Vojtech Pavlik wrote:
> On Fri, Apr 08, 2005 at 08:29:52PM +0300, Anssi Hannula wrote:
> 
>>This patch adds Force Feedback interface to joydev. I felt this 
>>necessary because games usually don't run as root while evdev usually 
>>can't be read or written by anyone else. Patch is against 2.6.12-rc2. If 
>>there is a reason this can't be applied or needs modifications, please 
>>say it :)
> 
> Modern distros usually chown() the event devices to the user logged on
> the console, so this shouldn't be a problem. Anyway, I'm not opposed to
> adding the ioctl()s, but you should also add 64-bit compatible versions
> of them.
> 

Well, with Mandriva 10.2 that happens only with jsX.

But I think we should not apply (with or without 64-bit) the patch (not 
yet, anyway), as I'm (slowly) working on restructuring the kernel FF 
interface and developing a user space library (and writing a generic HID 
PID FF-driver).
As a matter of fact, I have two (lengthy) questions:

1. What would be the best way to decide when to delete the effects of a 
specific process from the device? Currently it is done when flush is 
called. However, if one process holds multiple fd's to the interface 
(for example input fd through some gaming-input library and FF fd with 
the FF library), when any of these closes, all effects are deleted. Good 
way to overcome this would be fd-specific effects instead of 
process-specific, but I've got no idea how that would be done. One 
possible way would be introducing a new device file solely for the FF 
(so there would be no reason to hold multiple fd's to this file by the 
same process), but would that be overkill?

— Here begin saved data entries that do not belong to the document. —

use crate::error::{DvdError, Result};
use crate::utils::BitReader;

/// Decoded samples per AC3 frame: 6 audio blocks of 256 samples.
pub const SAMPLES_PER_FRAME: usize = 6 * 256;

/// Nominal bit rates in kbit/s, indexed by `frmsizecod >> 1`.
const BIT_RATES: [u32; 19] = [
    32, 40, 48, 56, 64, 80, 96, 112, 128, 160, 192, 224, 256, 320, 384, 448, 512, 576, 640,
];

/// Parsed AC3 synchronization info: everything needed to walk the
/// elementary stream frame by frame.
#[derive(Debug, Clone, Copy, PartialEq, Eq)]
pub struct SyncInfo {
    /// Sample rate in Hz.
    pub sample_rate: u32,
    /// Total frame size in bytes, sync word included.
    pub frame_size: usize,
    /// Nominal bit rate in bit/s.
    pub bit_rate: u32,
}

/// Parses the syncinfo at the start of `buf`.
///
/// Requires the 5 syncinfo bytes: sync word, CRC1, and the packed
/// fscod/frmsizecod byte.
pub fn parse_sync_info(buf: &[u8]) -> Result<SyncInfo> {
    if buf.len() < 5 {
        return Err(DvdError::StructuralParse(format!(
            "ac3 syncinfo needs 5 bytes, got {}",
            buf.len()
        )));
    }
    if buf[0] != 0x0B || buf[1] != 0x77 {
        return Err(DvdError::StructuralParse(format!(
            "bad ac3 sync word {:02x}{:02x}",
            buf[0], buf[1]
        )));
    }

    let mut reader = BitReader::new(&buf[4..5]);
    let fscod = reader.read_bits(2)? as u8;
    let frmsizecod = reader.read_bits(6)? as u32;

    if frmsizecod >= 38 {
        return Err(DvdError::StructuralParse(format!(
            "ac3 frame size code {} out of range",
            frmsizecod
        )));
    }
    let bit_rate_kbps = BIT_RATES[(frmsizecod >> 1) as usize];

    let (sample_rate, frame_size) = match fscod {
        0 => (48_000, 4 * bit_rate_kbps as usize),
        1 => (
            44_100,
            2 * (320 * bit_rate_kbps as usize / 147 + (frmsizecod & 1) as usize),
        ),
        2 => (32_000, 6 * bit_rate_kbps as usize),
        _ => {
            return Err(DvdError::StructuralParse(
                "reserved ac3 sample rate code".to_string(),
            ))
        }
    };

    Ok(SyncInfo {
        sample_rate,
        frame_size,
        bit_rate: bit_rate_kbps * 1000,
    })
}

#[cfg(test)]
mod tests {
    use super::*;
    use pretty_assertions::assert_eq;

    fn header(fscod: u8, frmsizecod: u8) -> [u8; 5] {
        [0x0B, 0x77, 0, 0, (fscod << 6) | (frmsizecod & 63)]
    }

    #[test]
    fn test_48khz_frame_size() {
        // frmsizecod 18 -> bitrate index 9 -> 160 kbit/s.
        let info = parse_sync_info(&header(0, 18)).unwrap();
        assert_eq!(
            info,
            SyncInfo {
                sample_rate: 48_000,
                frame_size: 640,
                bit_rate: 160_000,
            }
        );
    }

    #[test]
    fn test_44khz_odd_code_pads_one_word() {
        let even = parse_sync_info(&header(1, 18)).unwrap();
        let odd = parse_sync_info(&header(1, 19)).unwrap();
        assert_eq!(even.sample_rate, 44_100);
        assert_eq!(odd.frame_size, even.frame_size + 2);
    }

    #[test]
    fn test_32khz_frame_size() {
        let info = parse_sync_info(&header(2, 0)).unwrap();
        assert_eq!(info.sample_rate, 32_000);
        assert_eq!(info.frame_size, 6 * 32);
    }

    #[test]
    fn test_bad_sync_word() {
        assert!(matches!(
            parse_sync_info(&[0xFF, 0x77, 0, 0, 0]).unwrap_err(),
            DvdError::StructuralParse(_)
        ));
    }

    #[test]
    fn test_reserved_fscod_and_frmsizecod() {
        assert!(parse_sync_info(&header(3, 0)).is_err());
        assert!(parse_sync_info(&header(0, 38)).is_err());
    }
}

2. Many simpler devices do not have any effect memory, for example there 
is just one HID report that is used to apply an effect and stop it. They 
could share very much of their timing code (they have effect memories 
and timers implemented in software in the kernel). These would also need 
software handling of envelopes, which is currently not implemented at 
all (also some effects could possibly be software emulated). So, should 
these be implemented by the kernel at all or should they implemented in 
the userspace library?


-- 
Anssi Hannula


  reply	other threads:[~2005-07-07 14:21 UTC|newest]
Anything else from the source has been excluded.